> Directions for this task
Scan the records and identify every line in which the string "delayed" occurs, then return those lines.

> Items from a dataset
* * * * * * *
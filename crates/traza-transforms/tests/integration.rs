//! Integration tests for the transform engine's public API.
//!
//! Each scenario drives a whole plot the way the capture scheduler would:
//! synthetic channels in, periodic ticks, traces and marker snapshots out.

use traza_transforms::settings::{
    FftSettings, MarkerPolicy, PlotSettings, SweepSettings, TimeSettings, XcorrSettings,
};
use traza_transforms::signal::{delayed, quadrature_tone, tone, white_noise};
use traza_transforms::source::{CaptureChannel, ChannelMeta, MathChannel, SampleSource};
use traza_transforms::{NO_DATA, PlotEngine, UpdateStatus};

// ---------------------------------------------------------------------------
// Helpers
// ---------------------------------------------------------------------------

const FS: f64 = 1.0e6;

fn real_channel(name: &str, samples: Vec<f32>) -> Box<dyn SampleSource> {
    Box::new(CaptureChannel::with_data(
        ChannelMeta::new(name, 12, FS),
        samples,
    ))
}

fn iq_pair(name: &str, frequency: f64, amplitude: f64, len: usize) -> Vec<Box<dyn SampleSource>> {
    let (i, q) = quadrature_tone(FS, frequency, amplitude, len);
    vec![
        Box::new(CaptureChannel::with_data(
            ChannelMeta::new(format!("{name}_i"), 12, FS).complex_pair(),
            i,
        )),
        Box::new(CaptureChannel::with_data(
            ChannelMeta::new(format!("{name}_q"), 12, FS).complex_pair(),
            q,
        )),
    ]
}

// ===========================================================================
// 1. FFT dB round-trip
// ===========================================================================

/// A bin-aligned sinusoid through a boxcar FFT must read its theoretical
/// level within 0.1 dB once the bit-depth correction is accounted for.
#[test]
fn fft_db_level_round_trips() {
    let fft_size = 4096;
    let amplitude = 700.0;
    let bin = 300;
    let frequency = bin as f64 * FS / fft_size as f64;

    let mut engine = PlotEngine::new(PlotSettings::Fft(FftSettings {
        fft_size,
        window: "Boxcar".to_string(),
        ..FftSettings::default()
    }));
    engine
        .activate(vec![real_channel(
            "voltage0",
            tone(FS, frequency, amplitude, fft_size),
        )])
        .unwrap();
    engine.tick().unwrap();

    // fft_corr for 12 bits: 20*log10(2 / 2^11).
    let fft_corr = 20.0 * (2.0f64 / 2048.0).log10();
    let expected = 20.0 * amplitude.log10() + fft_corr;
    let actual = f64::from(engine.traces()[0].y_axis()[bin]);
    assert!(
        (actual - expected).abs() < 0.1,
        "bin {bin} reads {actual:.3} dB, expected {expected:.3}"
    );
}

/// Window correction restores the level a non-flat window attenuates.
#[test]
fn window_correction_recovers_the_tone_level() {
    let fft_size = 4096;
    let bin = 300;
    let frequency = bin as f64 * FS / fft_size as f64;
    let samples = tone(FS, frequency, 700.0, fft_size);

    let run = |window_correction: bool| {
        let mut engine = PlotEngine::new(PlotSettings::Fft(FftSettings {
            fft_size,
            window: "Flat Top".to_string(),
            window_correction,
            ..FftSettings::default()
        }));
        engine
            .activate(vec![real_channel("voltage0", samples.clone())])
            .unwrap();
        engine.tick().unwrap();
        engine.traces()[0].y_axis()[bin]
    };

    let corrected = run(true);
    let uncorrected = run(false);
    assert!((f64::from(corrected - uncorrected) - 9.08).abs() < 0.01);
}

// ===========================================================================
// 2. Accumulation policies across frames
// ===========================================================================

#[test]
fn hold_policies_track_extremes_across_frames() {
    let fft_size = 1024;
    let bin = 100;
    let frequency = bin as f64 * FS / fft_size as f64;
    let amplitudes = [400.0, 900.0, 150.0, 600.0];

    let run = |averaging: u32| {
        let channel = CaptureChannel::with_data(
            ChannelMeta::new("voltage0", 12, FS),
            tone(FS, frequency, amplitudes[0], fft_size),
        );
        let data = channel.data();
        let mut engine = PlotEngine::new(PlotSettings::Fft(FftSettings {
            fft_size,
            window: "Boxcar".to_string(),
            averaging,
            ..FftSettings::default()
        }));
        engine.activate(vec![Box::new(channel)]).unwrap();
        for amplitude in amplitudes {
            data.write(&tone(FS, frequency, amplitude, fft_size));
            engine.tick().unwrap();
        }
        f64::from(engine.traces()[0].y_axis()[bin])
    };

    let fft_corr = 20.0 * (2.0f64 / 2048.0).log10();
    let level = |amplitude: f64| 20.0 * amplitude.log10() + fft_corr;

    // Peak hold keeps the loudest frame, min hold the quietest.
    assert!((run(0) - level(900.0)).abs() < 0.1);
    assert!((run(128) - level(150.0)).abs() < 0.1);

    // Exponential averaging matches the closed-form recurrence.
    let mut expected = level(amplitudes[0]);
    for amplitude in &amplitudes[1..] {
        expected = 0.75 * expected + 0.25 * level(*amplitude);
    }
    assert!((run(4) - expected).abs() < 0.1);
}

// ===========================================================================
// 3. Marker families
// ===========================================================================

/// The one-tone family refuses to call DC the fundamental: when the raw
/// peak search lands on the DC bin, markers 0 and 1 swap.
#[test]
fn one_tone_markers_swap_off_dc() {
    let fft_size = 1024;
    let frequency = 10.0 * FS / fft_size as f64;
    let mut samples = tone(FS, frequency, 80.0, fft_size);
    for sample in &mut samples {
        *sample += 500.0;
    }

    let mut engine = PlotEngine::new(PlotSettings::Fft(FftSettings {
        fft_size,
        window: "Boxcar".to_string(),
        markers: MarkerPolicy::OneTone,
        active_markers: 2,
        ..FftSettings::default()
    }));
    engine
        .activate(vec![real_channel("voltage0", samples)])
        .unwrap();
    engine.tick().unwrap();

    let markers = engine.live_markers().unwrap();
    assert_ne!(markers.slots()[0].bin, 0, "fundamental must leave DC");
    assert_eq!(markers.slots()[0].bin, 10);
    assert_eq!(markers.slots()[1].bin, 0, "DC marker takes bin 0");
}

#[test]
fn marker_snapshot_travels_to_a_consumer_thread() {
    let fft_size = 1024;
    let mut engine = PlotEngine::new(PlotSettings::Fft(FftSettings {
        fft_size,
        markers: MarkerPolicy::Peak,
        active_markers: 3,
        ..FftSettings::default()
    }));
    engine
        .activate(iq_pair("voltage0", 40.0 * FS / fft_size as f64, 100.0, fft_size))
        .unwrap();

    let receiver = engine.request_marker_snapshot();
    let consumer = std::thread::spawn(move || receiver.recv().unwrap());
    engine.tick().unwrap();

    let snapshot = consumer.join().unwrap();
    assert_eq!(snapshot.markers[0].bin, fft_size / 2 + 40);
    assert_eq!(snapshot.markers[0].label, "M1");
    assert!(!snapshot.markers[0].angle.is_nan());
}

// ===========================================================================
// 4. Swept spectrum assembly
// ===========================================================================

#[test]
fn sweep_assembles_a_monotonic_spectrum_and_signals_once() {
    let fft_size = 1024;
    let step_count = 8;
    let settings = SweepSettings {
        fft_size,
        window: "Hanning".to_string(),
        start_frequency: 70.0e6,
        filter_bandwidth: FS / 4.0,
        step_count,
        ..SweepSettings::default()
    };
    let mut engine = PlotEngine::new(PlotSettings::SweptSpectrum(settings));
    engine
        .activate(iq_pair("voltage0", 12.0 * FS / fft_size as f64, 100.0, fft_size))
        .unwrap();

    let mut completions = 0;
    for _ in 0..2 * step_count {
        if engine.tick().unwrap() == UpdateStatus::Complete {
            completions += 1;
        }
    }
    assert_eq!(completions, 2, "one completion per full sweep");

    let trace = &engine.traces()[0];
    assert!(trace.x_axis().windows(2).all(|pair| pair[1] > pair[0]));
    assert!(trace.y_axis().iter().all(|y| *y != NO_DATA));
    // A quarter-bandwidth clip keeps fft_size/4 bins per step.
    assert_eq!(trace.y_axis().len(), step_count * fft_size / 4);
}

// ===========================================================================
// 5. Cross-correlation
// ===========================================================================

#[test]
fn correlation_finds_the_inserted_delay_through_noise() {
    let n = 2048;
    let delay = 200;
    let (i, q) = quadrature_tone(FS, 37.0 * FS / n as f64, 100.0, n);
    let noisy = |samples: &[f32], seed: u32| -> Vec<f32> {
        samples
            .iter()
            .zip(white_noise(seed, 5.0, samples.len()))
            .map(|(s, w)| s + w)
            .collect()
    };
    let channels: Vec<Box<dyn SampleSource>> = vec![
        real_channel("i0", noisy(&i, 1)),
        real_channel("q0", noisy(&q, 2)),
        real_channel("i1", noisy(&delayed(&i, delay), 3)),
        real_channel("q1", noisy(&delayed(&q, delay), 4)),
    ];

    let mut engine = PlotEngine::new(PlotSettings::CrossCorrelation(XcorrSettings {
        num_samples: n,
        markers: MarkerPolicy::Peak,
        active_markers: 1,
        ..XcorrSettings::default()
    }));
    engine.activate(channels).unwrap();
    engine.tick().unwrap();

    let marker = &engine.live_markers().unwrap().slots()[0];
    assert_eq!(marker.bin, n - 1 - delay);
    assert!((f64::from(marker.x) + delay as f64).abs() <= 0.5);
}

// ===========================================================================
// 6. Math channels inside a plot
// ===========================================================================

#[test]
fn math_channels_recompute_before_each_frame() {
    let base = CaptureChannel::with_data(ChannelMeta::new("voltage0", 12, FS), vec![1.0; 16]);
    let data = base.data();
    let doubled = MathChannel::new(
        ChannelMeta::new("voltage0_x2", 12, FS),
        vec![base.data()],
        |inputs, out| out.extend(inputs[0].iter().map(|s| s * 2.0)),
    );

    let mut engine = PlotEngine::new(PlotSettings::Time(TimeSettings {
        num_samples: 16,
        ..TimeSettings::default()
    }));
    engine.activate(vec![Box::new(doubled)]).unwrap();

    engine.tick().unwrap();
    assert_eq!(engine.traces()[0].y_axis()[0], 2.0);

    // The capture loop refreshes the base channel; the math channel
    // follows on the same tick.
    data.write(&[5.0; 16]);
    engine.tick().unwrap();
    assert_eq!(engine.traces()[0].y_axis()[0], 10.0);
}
* * * * * * *
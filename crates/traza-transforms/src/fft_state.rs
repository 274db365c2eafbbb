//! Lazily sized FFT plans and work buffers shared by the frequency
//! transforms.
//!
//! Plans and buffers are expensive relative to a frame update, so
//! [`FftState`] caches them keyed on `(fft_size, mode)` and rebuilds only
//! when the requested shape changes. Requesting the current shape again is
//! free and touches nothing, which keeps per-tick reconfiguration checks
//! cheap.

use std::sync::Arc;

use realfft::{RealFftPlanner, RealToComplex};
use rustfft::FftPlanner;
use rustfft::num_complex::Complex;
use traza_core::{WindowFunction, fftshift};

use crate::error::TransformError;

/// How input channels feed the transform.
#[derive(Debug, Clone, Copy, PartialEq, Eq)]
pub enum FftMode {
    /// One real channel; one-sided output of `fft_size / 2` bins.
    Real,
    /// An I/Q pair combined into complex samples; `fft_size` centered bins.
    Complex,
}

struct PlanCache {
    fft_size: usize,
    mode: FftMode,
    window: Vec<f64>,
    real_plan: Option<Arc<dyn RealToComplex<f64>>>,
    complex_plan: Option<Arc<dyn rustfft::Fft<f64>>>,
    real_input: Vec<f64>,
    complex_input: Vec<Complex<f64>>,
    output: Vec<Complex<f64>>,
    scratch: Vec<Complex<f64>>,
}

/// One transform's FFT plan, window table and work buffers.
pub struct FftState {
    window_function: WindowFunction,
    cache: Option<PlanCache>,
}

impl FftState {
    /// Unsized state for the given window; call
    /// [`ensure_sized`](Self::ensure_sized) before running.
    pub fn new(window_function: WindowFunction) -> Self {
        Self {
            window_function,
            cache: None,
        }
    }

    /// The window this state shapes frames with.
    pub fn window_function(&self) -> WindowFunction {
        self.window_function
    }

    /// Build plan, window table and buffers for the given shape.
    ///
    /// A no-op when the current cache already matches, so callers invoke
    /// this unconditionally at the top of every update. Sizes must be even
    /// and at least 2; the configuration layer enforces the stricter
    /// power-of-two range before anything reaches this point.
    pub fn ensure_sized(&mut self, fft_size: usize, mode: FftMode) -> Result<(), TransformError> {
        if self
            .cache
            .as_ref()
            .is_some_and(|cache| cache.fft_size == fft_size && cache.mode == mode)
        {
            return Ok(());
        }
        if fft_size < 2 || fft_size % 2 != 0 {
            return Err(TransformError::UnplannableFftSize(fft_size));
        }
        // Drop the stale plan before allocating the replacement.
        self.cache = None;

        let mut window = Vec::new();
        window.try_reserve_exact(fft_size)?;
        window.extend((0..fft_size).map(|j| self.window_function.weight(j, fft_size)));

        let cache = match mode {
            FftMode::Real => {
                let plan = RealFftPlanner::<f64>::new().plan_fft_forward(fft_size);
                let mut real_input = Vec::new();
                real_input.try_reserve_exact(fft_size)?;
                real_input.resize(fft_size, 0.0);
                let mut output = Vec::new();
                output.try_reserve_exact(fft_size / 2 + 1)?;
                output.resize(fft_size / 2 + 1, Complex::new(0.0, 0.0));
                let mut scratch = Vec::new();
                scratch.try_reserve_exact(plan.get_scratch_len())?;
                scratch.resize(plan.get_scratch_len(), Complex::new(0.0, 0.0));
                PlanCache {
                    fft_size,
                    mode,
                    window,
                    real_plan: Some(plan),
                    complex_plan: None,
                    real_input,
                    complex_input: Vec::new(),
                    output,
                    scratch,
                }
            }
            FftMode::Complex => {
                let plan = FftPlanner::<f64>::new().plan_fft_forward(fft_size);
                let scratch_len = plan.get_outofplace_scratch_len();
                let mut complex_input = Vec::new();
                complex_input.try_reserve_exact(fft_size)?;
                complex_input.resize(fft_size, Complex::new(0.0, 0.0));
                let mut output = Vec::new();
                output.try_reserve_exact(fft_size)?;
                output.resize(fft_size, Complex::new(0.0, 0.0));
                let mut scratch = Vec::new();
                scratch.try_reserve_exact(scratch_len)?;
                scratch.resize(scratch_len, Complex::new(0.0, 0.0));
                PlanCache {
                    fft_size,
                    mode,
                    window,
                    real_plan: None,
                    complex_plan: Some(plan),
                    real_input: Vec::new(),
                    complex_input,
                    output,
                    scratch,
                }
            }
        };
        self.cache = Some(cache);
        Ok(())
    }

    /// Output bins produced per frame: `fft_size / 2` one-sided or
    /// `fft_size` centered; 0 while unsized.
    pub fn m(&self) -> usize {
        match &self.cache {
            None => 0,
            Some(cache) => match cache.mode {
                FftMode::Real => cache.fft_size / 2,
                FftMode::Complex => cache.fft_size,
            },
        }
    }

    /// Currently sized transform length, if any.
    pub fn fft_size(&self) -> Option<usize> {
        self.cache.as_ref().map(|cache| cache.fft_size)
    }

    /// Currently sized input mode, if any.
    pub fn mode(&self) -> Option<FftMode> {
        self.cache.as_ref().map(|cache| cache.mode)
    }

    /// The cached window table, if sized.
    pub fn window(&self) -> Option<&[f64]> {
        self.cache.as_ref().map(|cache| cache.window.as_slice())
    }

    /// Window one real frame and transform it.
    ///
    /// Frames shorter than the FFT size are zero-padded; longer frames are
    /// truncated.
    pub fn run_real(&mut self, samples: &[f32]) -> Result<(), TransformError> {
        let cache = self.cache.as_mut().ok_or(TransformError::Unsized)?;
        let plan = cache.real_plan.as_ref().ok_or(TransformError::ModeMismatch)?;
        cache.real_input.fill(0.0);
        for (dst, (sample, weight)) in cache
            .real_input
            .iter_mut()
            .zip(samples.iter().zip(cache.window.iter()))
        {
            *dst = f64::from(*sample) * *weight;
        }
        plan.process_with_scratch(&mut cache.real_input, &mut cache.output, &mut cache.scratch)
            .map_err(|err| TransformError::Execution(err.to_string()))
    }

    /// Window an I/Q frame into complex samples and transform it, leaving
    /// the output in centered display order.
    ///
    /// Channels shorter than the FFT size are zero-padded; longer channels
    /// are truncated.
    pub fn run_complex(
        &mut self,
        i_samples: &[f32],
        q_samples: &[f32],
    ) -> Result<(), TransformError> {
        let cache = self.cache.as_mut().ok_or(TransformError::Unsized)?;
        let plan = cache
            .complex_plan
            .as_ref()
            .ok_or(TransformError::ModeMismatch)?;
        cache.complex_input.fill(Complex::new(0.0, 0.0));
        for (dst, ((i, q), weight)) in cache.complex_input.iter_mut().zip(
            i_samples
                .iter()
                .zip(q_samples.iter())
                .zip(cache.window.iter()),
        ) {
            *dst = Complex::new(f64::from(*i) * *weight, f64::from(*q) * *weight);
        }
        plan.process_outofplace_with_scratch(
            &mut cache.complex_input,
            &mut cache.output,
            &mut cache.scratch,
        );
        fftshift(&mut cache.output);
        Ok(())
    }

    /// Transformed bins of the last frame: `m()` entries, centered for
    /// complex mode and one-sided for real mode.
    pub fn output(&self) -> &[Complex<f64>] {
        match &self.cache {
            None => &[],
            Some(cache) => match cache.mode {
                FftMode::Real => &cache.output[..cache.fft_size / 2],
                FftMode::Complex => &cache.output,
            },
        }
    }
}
* * * * * * *
> Your solution
use traza_transforms::signal::{delayed, quadrature_tone, tone, white_noise};
        real_channel("i1", noisy(&delayed(&i, delay), 3)),
        real_channel("q1", noisy(&delayed(&q, delay), 4)),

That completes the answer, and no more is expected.